Auch Starkregen macht zu schaffen 

Nicht nur Trockenheit macht Potsdam zu schaffen, sondern zunehmend auch Starkregenereignisse. Davon betroffen war zum Beispiel bereits die Turnhalle der Pestalozza-Grundschule in Groß Glienicke, die deswegen im vergangenen Jahr saniert wurde. Wie der Kommunale Immobilienservice (Kis) jetzt auf Anfrage des Stadtverordneten Andreas Menzel (Freie Wähler) erklärte, sei bei einem „Jahrhundertregen“ am 11. Juni 2019 der Boden der Halle durchfeuchtet worden. 

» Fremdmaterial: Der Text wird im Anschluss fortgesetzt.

/// Inputs for one frame.
#[derive(Debug, Clone, Copy)]
pub struct Frame<'a> {
    pub store: &'a EntityStore,
    pub camera: CameraTransform,
    pub minimap: Option<MinimapTransform>,
    /// Monotonic local clock, seconds.
    pub clock: f64,
    pub local_player: Option<&'a str>,
    pub viewport: Viewport,
    /// Feature set of the current round.
    pub features: RoundFeatures,
    pub weather_particles: usize,
}

/// What a frame ended up drawing.
#[derive(Debug, Default, Clone, PartialEq)]
pub struct FrameReport {
    /// Entities painted in world space.
    pub entities: usize,
    /// Sprites blitted from the cache.
    pub sprites: usize,
    /// Sprites that were missing and drawn as primitives.
    pub fallbacks: BTreeSet<SpriteKey>,
}

/// Paints one complete frame. Never fails; an empty store still yields a
/// background and border.
pub fn render<C: Canvas + ?Sized>(
    canvas: &mut C,
    frame: &Frame<'_>,
    assets: &AssetCache,
) -> FrameReport {
    let mut painter = Painter {
        canvas,
        assets,
        t: frame.clock,
        report: FrameReport::default(),
    };
    painter.paint(frame);
    painter.report
}

struct Painter<'c, 'a, C: Canvas + ?Sized> {
    canvas: &'c mut C,
    assets: &'a AssetCache,
    t: f64,
    report: FrameReport,
}

fn floor_color(round_type: RoundType) -> Rgba {
    match round_type {
        RoundType::Ice => Rgba::ICE,
        RoundType::Maze => Rgba::rgb(204, 212, 226),
        _ => Rgba::SNOW,
    }
}
//! Application services - dashboard use cases

use alloy_primitives::{Address, TxHash, U256};
use rust_decimal::Decimal;
use std::sync::Arc;
use thiserror::Error;
use tracing::{error, info, warn};

use crate::application::context::{
    AppContext, LoadingKey, NotificationKind, TransactionRecord, TxKind, TxStatus,
};
use crate::domain::pool::{
    PoolAnalyzer, PoolManager, PoolSetView, PoolSnapshot, PoolView, SnapshotSet,
};
use crate::domain::staking::{
    check_stake, check_unstake, parse_amount, validate_new_pool, BestPool, Ineligible,
    InvalidPool, NewPool, StakingContract, TokenContract,
};
use crate::infrastructure::blockchain::PoolReader;
use crate::shared::errors::{AppError, ContractError, PoolError};
use crate::shared::types::parse_units;
use crate::shared::utils::{unix_now, unix_now_millis};

/// Result of an eligibility check: the accepted amount in smallest units,
/// or why it was refused
pub type Eligibility = Result<U256, Ineligible>;

/// Why a write was refused before anything was submitted
#[derive(Error, Debug, Clone, PartialEq, Eq)]
pub enum Rejection {
    #[error(transparent)]
    Ineligible(#[from] Ineligible),

    #[error(transparent)]
    InvalidPool(#[from] InvalidPool),
}

/// Outcome of a write intent
#[derive(Debug, Clone, PartialEq, Eq)]
pub enum WriteOutcome {
    /// Hashes of the submitted transactions, in submission order
    Submitted(Vec<TxHash>),
    Rejected(Rejection),
}

/// Pool and user details for one pool
#[derive(Debug, Clone)]
pub struct PoolDetail {
    pub view: PoolView,
    pub snapshot: PoolSnapshot,
    pub unlock_time: Option<u64>,
    pub reward_debt: Option<U256>,
}

/// Dashboard use cases over the staking and token contracts
pub struct DashboardService {
    staking: Arc<dyn StakingContract>,
    token: Arc<dyn TokenContract>,
    reader: PoolReader,
    pools: PoolManager,
    account: Option<Address>,
}

impl DashboardService {
    pub fn new(
        staking: Arc<dyn StakingContract>,
        token: Arc<dyn TokenContract>,
        account: Option<Address>,
        max_pools: Option<u64>,
    ) -> Self {
        let reader = PoolReader::new(Arc::clone(&staking), Arc::clone(&token), max_pools);
        Self {
            staking,
            token,
            reader,
            pools: PoolManager::new(),
            account,
        }
    }

    pub fn account(&self) -> Option<Address> {
        self.account
    }

    fn require_account(&self) -> Result<Address, AppError> {
        self.account.ok_or_else(|| {
            AppError::WalletError("no account connected, pass --account".to_string())
        })
    }

    /// Read a full snapshot set and swap it in. On failure the previous set
    /// stays current.
    pub async fn refresh(&mut self, ctx: &mut AppContext) -> Result<Arc<SnapshotSet>, AppError> {
        ctx.set_loading(LoadingKey::Global, true);
        let result = self.reader.read_snapshot_set(self.account).await;
        ctx.set_loading(LoadingKey::Global, false);

        match result {
            Ok(set) => {
                info!("🔄 Snapshot refreshed: {} pools", set.pools.len());
                self.pools.replace(set);
                ctx.clear_error();
                Ok(self.pools.current()?)
            }
            Err(e) => {
                error!("❌ Refresh failed: {}", e);
                ctx.set_error(e.to_string());
                self.notify_error(ctx, "Failed to load pools", &e);
                Err(e.into())
            }
        }
    }

    pub fn snapshot(&self) -> Result<Arc<SnapshotSet>, PoolError> {
        self.pools.current()
    }

    /// Derived view of the current snapshot set, evaluated at `now`
    pub fn view_at(&self, now: u64) -> Result<PoolSetView, PoolError> {
        let set = self.pools.current()?;
        PoolAnalyzer::analyze(&set.pools, set.token.decimals, now)
            .ok_or(PoolError::DecimalsPending)
    }

    pub fn view(&self) -> Result<PoolSetView, PoolError> {
        self.view_at(unix_now())
    }

    /// Fresh read of a single pool plus the account's stake record
    pub async fn pool_detail(&self, pool_id: u64) -> Result<PoolDetail, AppError> {
        let decimals = self.decimals()?;

        let pool = self.staking.get_pool(pool_id).await?;
        if !pool.exists {
            return Err(ContractError::PoolNotFound(pool_id).into());
        }
        let mut snapshot = PoolSnapshot::new(pool_id, pool);
        let mut unlock_time = None;
        let mut reward_debt = None;
        if let Some(account) = self.account {
            let stake = self.staking.get_user_stake(account, pool_id).await?;
            unlock_time = Some(stake.unlock_time);
            reward_debt = Some(stake.reward_debt);
            snapshot = snapshot.with_user_stake(stake.amount);
        }

        Ok(PoolDetail {
            view: PoolAnalyzer::analyze_pool(&snapshot, decimals, unix_now()),
            snapshot,
            unlock_time,
            reward_debt,
        })
    }

    fn decimals(&self) -> Result<u8, AppError> {
        let set = self.pools.current()?;
        Ok(set.token.decimals.value().ok_or(PoolError::DecimalsPending)?)
    }

    /// Check a stake amount against the wallet balance and the pool minimum
    pub fn check_stake(&self, pool_id: u64, amount: &str) -> Result<Eligibility, AppError> {
        self.require_account()?;
        let decimals = self.decimals()?;
        let set = self.pools.current()?;
        let pool = set.pool(pool_id).ok_or(PoolError::UnknownPool(pool_id))?;
        let balance = set.balance.unwrap_or(U256::ZERO);
        Ok(check_stake(amount, balance, pool.pool.min_stake, decimals))
    }

    /// Check an unstake amount against the account's stake in the pool
    pub fn check_unstake(&self, pool_id: u64, amount: &str) -> Result<Eligibility, AppError> {
        self.require_account()?;
        let decimals = self.decimals()?;
        let set = self.pools.current()?;
        let pool = set.pool(pool_id).ok_or(PoolError::UnknownPool(pool_id))?;
        let staked = pool.user_staked.unwrap_or(U256::ZERO);
        Ok(check_unstake(amount, staked, decimals))
    }

    fn to_units(&self, amount: &str) -> Result<Result<U256, Ineligible>, AppError> {
        let decimals = self.decimals()?;
        Ok(parse_units(amount, decimals).map_err(|e| Ineligible::Unrepresentable(e.to_string())))
    }

    fn reject(&self, ctx: &mut AppContext, rejection: Rejection) -> WriteOutcome {
        warn!("Rejected: {}", rejection);
        ctx.notify(NotificationKind::Error, "Invalid Input", rejection.to_string());
        WriteOutcome::Rejected(rejection)
    }

    fn notify_error(&self, ctx: &mut AppContext, title: &str, err: &ContractError) {
        if ctx.preferences().notifications.on_error {
            ctx.notify(NotificationKind::Error, title, err.to_string());
        }
    }

    fn record(
        ctx: &mut AppContext,
        hash: TxHash,
        kind: TxKind,
        pool_id: Option<u64>,
        amount: &str,
    ) {
        ctx.add_transaction(TransactionRecord {
            hash: hash.to_string(),
            kind,
            pool_id,
            amount: amount.to_string(),
            status: TxStatus::Pending,
            timestamp_ms: unix_now_millis(),
            block_number: None,
        });
    }

    /// Approve the staking contract, then stake. Both are submitted without
    /// waiting for confirmation.
    pub async fn stake(
        &mut self,
        ctx: &mut AppContext,
        pool_id: u64,
        amount: &str,
    ) -> Result<WriteOutcome, AppError> {
        let from = self.require_account()?;
        let units = match self.check_stake(pool_id, amount)? {
            Ok(units) => units,
            Err(reason) => return Ok(self.reject(ctx, reason.into())),
        };

        let allowance = if ctx.preferences().auto_approve { U256::MAX } else { units };
        let spender = self.staking.address();

        ctx.set_loading(LoadingKey::Staking, true);
        let approve = self.token.approve(from, spender, allowance).await;
        let approve_hash = match approve {
            Ok(hash) => hash,
            Err(e) => {
                ctx.set_loading(LoadingKey::Staking, false);
                error!("❌ Approve failed: {}", e);
                self.notify_error(ctx, "Approval Failed", &e);
                return Err(e.into());
            }
        };
        Self::record(ctx, approve_hash, TxKind::Approve, Some(pool_id), amount);

        let stake = self.staking.stake(from, pool_id, units).await;
        ctx.set_loading(LoadingKey::Staking, false);
        match stake {
            Ok(hash) => {
                info!("✅ Stake of {} in pool {} submitted", amount, pool_id);
                Self::record(ctx, hash, TxKind::Stake, Some(pool_id), amount);
                ctx.clear_stake_amount();
                if ctx.preferences().notifications.on_stake {
                    ctx.notify(
                        NotificationKind::Info,
                        "Transaction Submitted",
                        format!("Staking {} in pool {}", amount, pool_id),
                    );
                }
                Ok(WriteOutcome::Submitted(vec![approve_hash, hash]))
            }
            Err(e) => {
                error!("❌ Stake failed: {}", e);
                self.notify_error(ctx, "Stake Failed", &e);
                Err(e.into())
            }
        }
    }

    pub async fn unstake(
        &mut self,
        ctx: &mut AppContext,
        pool_id: u64,
        amount: &str,
    ) -> Result<WriteOutcome, AppError> {
        let from = self.require_account()?;
        let units = match self.check_unstake(pool_id, amount)? {
            Ok(units) => units,
            Err(reason) => return Ok(self.reject(ctx, reason.into())),
        };

        ctx.set_loading(LoadingKey::Staking, true);
        let result = self.staking.unstake(from, pool_id, units).await;
        ctx.set_loading(LoadingKey::Staking, false);
        match result {
            Ok(hash) => {
                info!("✅ Unstake of {} from pool {} submitted", amount, pool_id);
                Self::record(ctx, hash, TxKind::Unstake, Some(pool_id), amount);
                if ctx.preferences().notifications.on_unstake {
                    ctx.notify(
                        NotificationKind::Info,
                        "Transaction Submitted",
                        format!("Unstaking {} from pool {}", amount, pool_id),
                    );
                }
                Ok(WriteOutcome::Submitted(vec![hash]))
            }
            Err(e) => {
                error!("❌ Unstake failed: {}", e);
                self.notify_error(ctx, "Unstake Failed", &e);
                Err(e.into())
            }
        }
    }

    pub async fn claim(
        &mut self,
        ctx: &mut AppContext,
        pool_id: u64,
    ) -> Result<WriteOutcome, AppError> {
        let from = self.require_account()?;

        ctx.set_loading(LoadingKey::Claiming, true);
        let result = self.staking.claim_rewards(from, pool_id).await;
        ctx.set_loading(LoadingKey::Claiming, false);
        match result {
            Ok(hash) => {
                info!("✅ Claim for pool {} submitted", pool_id);
                Self::record(ctx, hash, TxKind::Claim, Some(pool_id), "0");
                if ctx.preferences().notifications.on_claim {
                    ctx.notify(
                        NotificationKind::Info,
                        "Transaction Submitted",
                        format!("Claiming rewards from pool {}", pool_id),
                    );
                }
                Ok(WriteOutcome::Submitted(vec![hash]))
            }
            Err(e) => {
                error!("❌ Claim failed: {}", e);
                self.notify_error(ctx, "Claim Failed", &e);
                Err(e.into())
            }
        }
    }

    /// Submit a new pool. Amounts are human units of the staked token,
    /// `end_time` is unix seconds.
    pub async fn add_pool(
        &mut self,
        ctx: &mut AppContext,
        reward_per_second: &str,
        min_stake: &str,
        end_time: u64,
    ) -> Result<WriteOutcome, AppError> {
        let from = self.require_account()?;
        if let Err(reason) = validate_new_pool(reward_per_second, min_stake, end_time, unix_now()) {
            return Ok(self.reject(ctx, reason.into()));
        }

        let reward_units = match self.to_units(reward_per_second)? {
            Ok(units) => units,
            Err(reason) => return Ok(self.reject(ctx, reason.into())),
        };
        let min_units = match self.to_units(min_stake)? {
            Ok(units) => units,
            Err(reason) => return Ok(self.reject(ctx, reason.into())),
        };

        let pool = NewPool {
            reward_per_second: reward_units,
            min_stake: min_units,
            end_time,
            acc_reward_per_share: U256::ZERO,
        };
        match self.staking.add_pool(from, &pool).await {
            Ok(hash) => {
                info!("✅ addPool submitted: {}", hash);
                Self::record(ctx, hash, TxKind::AddPool, None, min_stake);
                ctx.notify(
                    NotificationKind::Info,
                    "Transaction Submitted",
                    "Adding new pool... Please wait for confirmation.",
                );
                Ok(WriteOutcome::Submitted(vec![hash]))
            }
            Err(e) => {
                error!("❌ addPool failed: {}", e);
                self.notify_error(ctx, "Add Pool Failed", &e);
                Err(e.into())
            }
        }
    }

    /// Contract recommendation for `amount`; `None` unless the amount is a
    /// positive number.
    pub async fn best_pool(
        &self,
        ctx: &mut AppContext,
        amount: &str,
    ) -> Result<Option<BestPool>, AppError> {
        ctx.set_stake_amount(amount);
        match parse_amount(amount) {
            Some(value) if value > Decimal::ZERO => {}
            _ => {
                ctx.set_best_pool_id(None);
                return Ok(None);
            }
        }
        let units = match self.to_units(amount)? {
            Ok(units) => units,
            Err(_) => {
                ctx.set_best_pool_id(None);
                return Ok(None);
            }
        };

        let best = self.staking.best_pool_for_staking(units).await?;
        ctx.set_best_pool_id(Some(best.pool_id));
        Ok(Some(best))
    }
}
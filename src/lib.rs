//! Stakeboard - staking pool dashboard for an EVM staking contract
//! Built with Domain-Driven Design principles

pub mod application;
pub mod domain;
pub mod infrastructure;
pub mod report;
pub mod shared;

// Re-export main types for convenience
pub use application::{AppContext, DashboardService};
pub use domain::pool::{PoolAnalyzer, PoolManager};
pub use infrastructure::blockchain::{JsonRpcClient, PoolReader};
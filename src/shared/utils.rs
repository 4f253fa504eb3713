//! Utility functions and helpers

use chrono::{DateTime, Utc};
use rust_decimal::{Decimal, RoundingStrategy};
use std::str::FromStr;

/// Placeholder shown for values that are absent or not applicable.
pub const NOT_AVAILABLE: &str = "N/A";

/// Round a decimal string to two places, half away from zero.
/// `"0.00"` when it does not parse.
pub fn to_fixed2(value: &str) -> String {
    match Decimal::from_str(value.trim()) {
        Ok(num) => {
            let rounded = num.round_dp_with_strategy(2, RoundingStrategy::MidpointAwayFromZero);
            format!("{:.2}", rounded)
        }
        Err(_) => "0.00".to_string(),
    }
}

/// UTC calendar date and clock time for a unix timestamp.
///
/// Returns `("N/A", "N/A")` for zero or out-of-range timestamps.
pub fn format_utc_date_time(timestamp: u64) -> (String, String) {
    if timestamp == 0 {
        return (NOT_AVAILABLE.to_string(), NOT_AVAILABLE.to_string());
    }
    let parsed = i64::try_from(timestamp)
        .ok()
        .and_then(|secs| DateTime::<Utc>::from_timestamp(secs, 0));
    match parsed {
        Some(dt) => (
            dt.format("%m/%d/%Y").to_string(),
            dt.format("%H:%M:%S").to_string(),
        ),
        None => (NOT_AVAILABLE.to_string(), NOT_AVAILABLE.to_string()),
    }
}

/// Current unix time in seconds
pub fn unix_now() -> u64 {
    Utc::now().timestamp().max(0) as u64
}

/// Current unix time in milliseconds
pub fn unix_now_millis() -> u64 {
    Utc::now().timestamp_millis().max(0) as u64
}

/// Generate unique ID
pub fn generate_id() -> String {
    uuid::Uuid::new_v4().to_string()
}

/// Shorten an address or hash for log lines
pub fn short_hex(value: &str) -> String {
    if value.len() <= 14 {
        return value.to_string();
    }
    format!("{}...{}", &value[..8], &value[value.len() - 6..])
}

Diese liegt direkt am Fuß eines Hanges. „Durch den extremen Starkregen wurde Hangmaterial in Richtung Halle geschwemmt, wodurch die vorhandenen Entwässerungseinrichtungen vor der Halle verstopft und überlastet wurden. Das Wasser drang dadurch über die Türschwellen ein.“ Inzwischen habe man den Hang so verändert, dass ein ungebremstes Herabschießen von Wassermassen erschwert wird. Auch der Reinigungsturnus der Entwässerungseinrichtungen vor der Turnhalle sei erhöht worden, so der Kis.